Resultarán inútiles para contrarrestar esta andanada el distractor de las denuncias y el intento de juicio político contra la gobernadora panista de Chihuahua María Eugenia Campos por pretendida “traición a la patria” por haber aceptado la colaboración de agentes de la CIA en un operativo —del que también estaba enterada la Secretaría de la Defensa Nacional, que tendió un cerco de protección— a un narcolaboratorio en la sierra occidental de ese Estado. La exigencia del gobierno mexicano de información sobre las acciones de la Agencia Central de Inteligencia en nuestro territorio, que jamás será satisfecha, provocará más bien una reacción mayor desde los Estados Unidos. La derecha y ultraderecha del país tienen sus esperanzas puestas en una mayor intervención estadounidense y el debilitamiento del Morena y sus gobiernos para recuperar espacios y establecer un régimen no más democrático sino más alineado con los intereses de la superpotencia.

La debilidad de México está también en su estancamiento económico, dependencia de los ingresos por exportaciones a los Estados Unidos y las remesas de los connacionales en ese país, mientras las predicciones indican un muy débil crecimiento para 2026 y la calificadora Standard & Poor’s baja a negativa la calificación de Pemex y la Comisión Federal de Electricidad, todo ello en vísperas de la renegociación del tratado de libre comercio de Norteamérica.
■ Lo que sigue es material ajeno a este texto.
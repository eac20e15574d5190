use chrono::{DateTime, Utc};
use sea_orm::entity::prelude::*;
use serde::{Deserialize, Serialize};
use utoipa::ToSchema;

#[derive(
    Debug, Clone, Copy, PartialEq, Eq, Serialize, Deserialize, EnumIter, DeriveActiveEnum, ToSchema,
)]
#[sea_orm(rs_type = "String", db_type = "String(StringLen::N(20))")]
#[serde(rename_all = "UPPERCASE")]
pub enum UserRole {
    #[sea_orm(string_value = "USER")]
    User,
    #[sea_orm(string_value = "ADMIN")]
    Admin,
}

impl UserRole {
    pub fn as_str(&self) -> &'static str {
        match self {
            UserRole::User => "USER",
            UserRole::Admin => "ADMIN",
        }
    }
}

#[derive(Clone, Debug, PartialEq, Eq, DeriveEntityModel, Serialize, Deserialize)]
#[sea_orm(table_name = "users")]
pub struct Model {
    #[sea_orm(primary_key, auto_increment = false)]
    pub id: Uuid,
    pub name: String,
    #[sea_orm(unique)]
    pub email: String,
    /// Argon2 PHC string
    #[serde(skip_serializing)]
    pub password_hash: String,
    pub role: UserRole,
    pub created_at: DateTime<Utc>,
    pub updated_at: DateTime<Utc>,
}

#[derive(Copy, Clone, Debug, EnumIter, DeriveRelation)]
pub enum Relation {
    #[sea_orm(has_many = "super::order::Entity")]
    Orders,
}

impl Related<super::order::Entity> for Entity {
    fn to() -> RelationDef {
        Relation::Orders.def()
    }
}

impl ActiveModelBehavior for ActiveModel {}
use std::{net::SocketAddr, sync::Arc};

use anyhow::Context;
use tokio::{signal, sync::mpsc};
use tracing::{error, info, warn};

use luxemart_api as api;

#[tokio::main]
async fn main() -> anyhow::Result<()> {
    let cfg = api::config::load_config().context("failed to load configuration")?;
    api::config::init_tracing(cfg.log_level(), cfg.log_json);

    // Init DB
    let db_pool = api::db::establish_connection_from_app_config(&cfg)
        .await
        .context("failed to connect to the database")?;
    if cfg.auto_migrate {
        api::db::run_migrations(&db_pool).await.map_err(|e| {
            error!("Failed running migrations: {}", e);
            e
        })?;
    }
    let db_arc = Arc::new(db_pool);

    // Init events
    let (event_tx, event_rx) = mpsc::channel(cfg.event_channel_capacity);
    let event_sender = api::events::EventSender::new(event_tx);
    tokio::spawn(api::events::process_events(event_rx));

    let app_state = api::AppState::new(db_arc.clone(), cfg.clone(), event_sender);

    bootstrap_admin(&app_state).await?;

    if cfg.demo_mode {
        let seeded = app_state.services.catalog.seed_demo_catalog().await?;
        info!(seeded, "demo mode enabled");
    }

    let app = api::app_router(app_state);

    // Bind and serve
    let addr: SocketAddr = format!("{}:{}", cfg.host, cfg.port)
        .parse()
        .with_context(|| format!("invalid listen address {}:{}", cfg.host, cfg.port))?;
    info!("luxemart-api listening on http://{}", addr);
    let listener = tokio::net::TcpListener::bind(addr).await?;

    axum::serve(listener, app.into_make_service())
        .with_graceful_shutdown(shutdown_signal())
        .await?;

    info!("server stopped");
    Ok(())
}

/// Creates or promotes the configured administrator, if any.
async fn bootstrap_admin(state: &api::AppState) -> anyhow::Result<()> {
    let cfg = &state.config;
    let Some(email) = cfg.bootstrap_admin_email.as_deref() else {
        return Ok(());
    };
    let Some(password) = cfg.bootstrap_admin_password.as_deref() else {
        warn!(email, "bootstrap admin email set without a password; skipping");
        return Ok(());
    };
    let name = cfg.bootstrap_admin_name.as_deref().unwrap_or("Administrator");

    let admin = state
        .services
        .users
        .ensure_admin(email, name, password)
        .await
        .context("failed to bootstrap admin account")?;
    info!(user_id = %admin.id, "admin account ready");
    Ok(())
}

async fn shutdown_signal() {
    let ctrl_c = async {
        if let Err(e) = signal::ctrl_c().await {
            error!("failed to install Ctrl+C handler: {}", e);
            std::future::pending::<()>().await;
        }
    };

    #[cfg(unix)]
    let terminate = async {
        use tokio::signal::unix::{signal, SignalKind};

        match signal(SignalKind::terminate()) {
            Ok(mut sigterm) => {
                sigterm.recv().await;
            }
            Err(e) => {
                error!("failed to install SIGTERM handler: {}", e);
                std::future::pending::<()>().await;
            }
        }
    };

    #[cfg(not(unix))]
    let terminate = std::future::pending::<()>();

    tokio::select! {
        _ = ctrl_c => {},
        _ = terminate => {},
    }
    info!("shutdown signal received");
}
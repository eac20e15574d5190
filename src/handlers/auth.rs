use axum::{extract::State, http::StatusCode, response::IntoResponse, Json};

use crate::{
    auth::AuthUser,
    errors::ServiceError,
    services::users::{AuthResponse, LoginRequest, RegisterRequest, UserResponse},
    ApiResponse, ApiResult, AppState,
};

/// Create a customer account
#[utoipa::path(
    post,
    path = "/api/v1/auth/register",
    request_body = RegisterRequest,
    responses(
        (status = 201, description = "Account created", body = ApiResponse<AuthResponse>),
        (status = 400, description = "Invalid input", body = crate::errors::ErrorResponse),
        (status = 409, description = "Email already registered", body = crate::errors::ErrorResponse)
    ),
    tag = "Auth"
)]
pub async fn register(
    State(state): State<AppState>,
    Json(payload): Json<RegisterRequest>,
) -> Result<impl IntoResponse, ServiceError> {
    let session = state.services.users.register(payload).await?;
    Ok((StatusCode::CREATED, Json(ApiResponse::success(session))))
}

/// Exchange credentials for a bearer token
#[utoipa::path(
    post,
    path = "/api/v1/auth/login",
    request_body = LoginRequest,
    responses(
        (status = 200, description = "Signed in", body = ApiResponse<AuthResponse>),
        (status = 401, description = "Invalid email or password", body = crate::errors::ErrorResponse)
    ),
    tag = "Auth"
)]
pub async fn login(
    State(state): State<AppState>,
    Json(payload): Json<LoginRequest>,
) -> ApiResult<AuthResponse> {
    let session = state.services.users.login(payload).await?;
    Ok(Json(ApiResponse::success(session)))
}

/// The signed-in account
#[utoipa::path(
    get,
    path = "/api/v1/auth/me",
    responses(
        (status = 200, description = "Current account", body = ApiResponse<UserResponse>),
        (status = 401, description = "Missing or invalid token", body = crate::errors::ErrorResponse)
    ),
    security(("bearer_auth" = [])),
    tag = "Auth"
)]
pub async fn me(State(state): State<AppState>, user: AuthUser) -> ApiResult<UserResponse> {
    let account = state.services.users.get_user(user.user_id).await?;
    Ok(Json(ApiResponse::success(account)))
}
En qué parará este laberinto internacional en que se halla embrollado el gobierno de Sheinbaum, es algo muy difícil de prever. Resultados adversos en la CIDH y más demandas de extradición de políticos mexicanos, de Morena y otros partidos colocarán al Estado mexicano en una posición de debilidad que no se elimina con llamados a la unidad nacional y la defensa de la soberanía, que no son los temas en juego. Lo mejor sería reconocer que la política del país, con todo y su “Cuarta Transformación” han resultado en retrocesos en materia de derechos humanos y laborales y garantías sociales, y también el alta corrupción e imbricación de funcionarios y gobernantes con actividades ilegales. Mucho tiene que ser compuesto si se quiere salir bien de esta crisis gubernamental y de lo que está resultando ser un régimen fallido.